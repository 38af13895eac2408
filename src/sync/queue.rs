//! Pending-upload queue and in-flight set.
//!
//! The only state shared between the capture task and the sync worker. Both
//! structures live behind a single mutex with insert/remove-only critical
//! sections; directory I/O happens before the lock is taken.
//!
//! Ordering rules:
//! - explicit completions go to the front (priority, preserves user-visible
//!   recency)
//! - rescan-discovered orphans append in modification-time order, oldest
//!   first (fairness for backlog left by a crashed run)

use anyhow::Result;
use std::collections::{HashSet, VecDeque};
use std::path::{Path, PathBuf};
use std::sync::Mutex;
use std::time::SystemTime;

use crate::chunk;

/// How a pending file entered the queue.
#[derive(Clone, Copy, Debug, PartialEq, Eq)]
pub enum DiscoveryOrigin {
    /// Explicit completion event from a chunk writer.
    Completion,
    /// Periodic directory rescan.
    Rescan,
}

#[derive(Clone, Debug)]
pub struct PendingUpload {
    pub path: PathBuf,
    pub origin: DiscoveryOrigin,
}

#[derive(Debug, Default)]
struct QueueState {
    /// Absolute paths currently being written; invisible to rescans.
    in_flight: HashSet<PathBuf>,
    pending: VecDeque<PendingUpload>,
}

impl QueueState {
    fn is_pending(&self, path: &Path) -> bool {
        self.pending.iter().any(|p| p.path == path)
    }
}

/// Mutex-guarded in-flight set + pending list.
///
/// Paths are compared verbatim; callers pass paths rooted at the same
/// canonicalized cache directory, so writer-registered paths and
/// scanner-discovered paths compare equal.
#[derive(Debug, Default)]
pub struct UploadQueue {
    state: Mutex<QueueState>,
}

impl UploadQueue {
    pub fn new() -> Self {
        Self::default()
    }

    /// Register a file as being written. Must happen before the file is
    /// created so a rescan can never race the writer.
    pub fn mark_recording(&self, path: &Path) {
        let mut state = self.lock();
        state.in_flight.insert(path.to_path_buf());
    }

    /// Unregister a file that never produced data (encoder open failed).
    /// Nothing is enqueued.
    pub fn abandon_recording(&self, path: &Path) {
        let mut state = self.lock();
        state.in_flight.remove(path);
    }

    /// Mark `recorded` complete and enqueue `upload_as` at the front.
    ///
    /// The two differ only when the finalize rename failed and the chunk is
    /// uploaded under its temporary name. The file becomes scannable the
    /// moment this returns.
    pub fn mark_complete(&self, recorded: &Path, upload_as: &Path) {
        let mut state = self.lock();
        state.in_flight.remove(recorded);
        if !state.is_pending(upload_as) {
            state.pending.push_front(PendingUpload {
                path: upload_as.to_path_buf(),
                origin: DiscoveryOrigin::Completion,
            });
        }
    }

    /// Sweep `cache_dir` for chunk files missed by completion events (e.g.
    /// left behind by a crashed run) and append them oldest-first.
    ///
    /// Returns the number of newly enqueued files.
    pub fn scan_and_enqueue(&self, cache_dir: &Path) -> Result<usize> {
        // All directory I/O happens before the lock.
        let mut candidates: Vec<(PathBuf, SystemTime)> = Vec::new();
        let entries = match std::fs::read_dir(cache_dir) {
            Ok(entries) => entries,
            Err(_) => return Ok(0),
        };
        for entry in entries.flatten() {
            let path = entry.path();
            let Some(name) = path.file_name().and_then(|n| n.to_str()) else {
                continue;
            };
            if !chunk::is_chunk_file(name) {
                continue;
            }
            let modified = entry
                .metadata()
                .and_then(|m| m.modified())
                .unwrap_or(SystemTime::UNIX_EPOCH);
            candidates.push((path, modified));
        }
        candidates.sort_by_key(|(_, modified)| *modified);

        let mut state = self.lock();
        let mut added = 0;
        for (path, _) in candidates {
            if state.in_flight.contains(&path) || state.is_pending(&path) {
                continue;
            }
            state.pending.push_back(PendingUpload {
                path,
                origin: DiscoveryOrigin::Rescan,
            });
            added += 1;
        }
        Ok(added)
    }

    /// Pop the head of the queue (priority/oldest first). Popping is the
    /// implicit ack; a failed transfer is handed back via [`requeue`].
    ///
    /// [`requeue`]: UploadQueue::requeue
    pub fn next_pending(&self) -> Option<PendingUpload> {
        self.lock().pending.pop_front()
    }

    /// Return a failed entry to the head so it is retried first next cycle.
    pub fn requeue(&self, entry: PendingUpload) {
        self.lock().pending.push_front(entry);
    }

    /// Take the entire pending list (final shutdown drain).
    pub fn drain_pending(&self) -> Vec<PendingUpload> {
        self.lock().pending.drain(..).collect()
    }

    /// Restore entries in order after a partial drain.
    pub fn restore(&self, entries: Vec<PendingUpload>) {
        let mut state = self.lock();
        for entry in entries {
            state.pending.push_back(entry);
        }
    }

    pub fn pending_len(&self) -> usize {
        self.lock().pending.len()
    }

    fn lock(&self) -> std::sync::MutexGuard<'_, QueueState> {
        // A poisoned queue mutex means a panic mid-insert; the state is still
        // structurally sound, so keep going rather than wedging the pipeline.
        match self.state.lock() {
            Ok(guard) => guard,
            Err(poisoned) => poisoned.into_inner(),
        }
    }
}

**WHAT IS NEEDED:**
Scan the material for "entries" and copy the lines that hold it.

**YOUR RESPONSE:**
        let entries = match std::fs::read_dir(cache_dir) {
            Ok(entries) => entries,
        for entry in entries.flatten() {
    /// Restore entries in order after a partial drain.
    pub fn restore(&self, entries: Vec<PendingUpload>) {
        for entry in entries {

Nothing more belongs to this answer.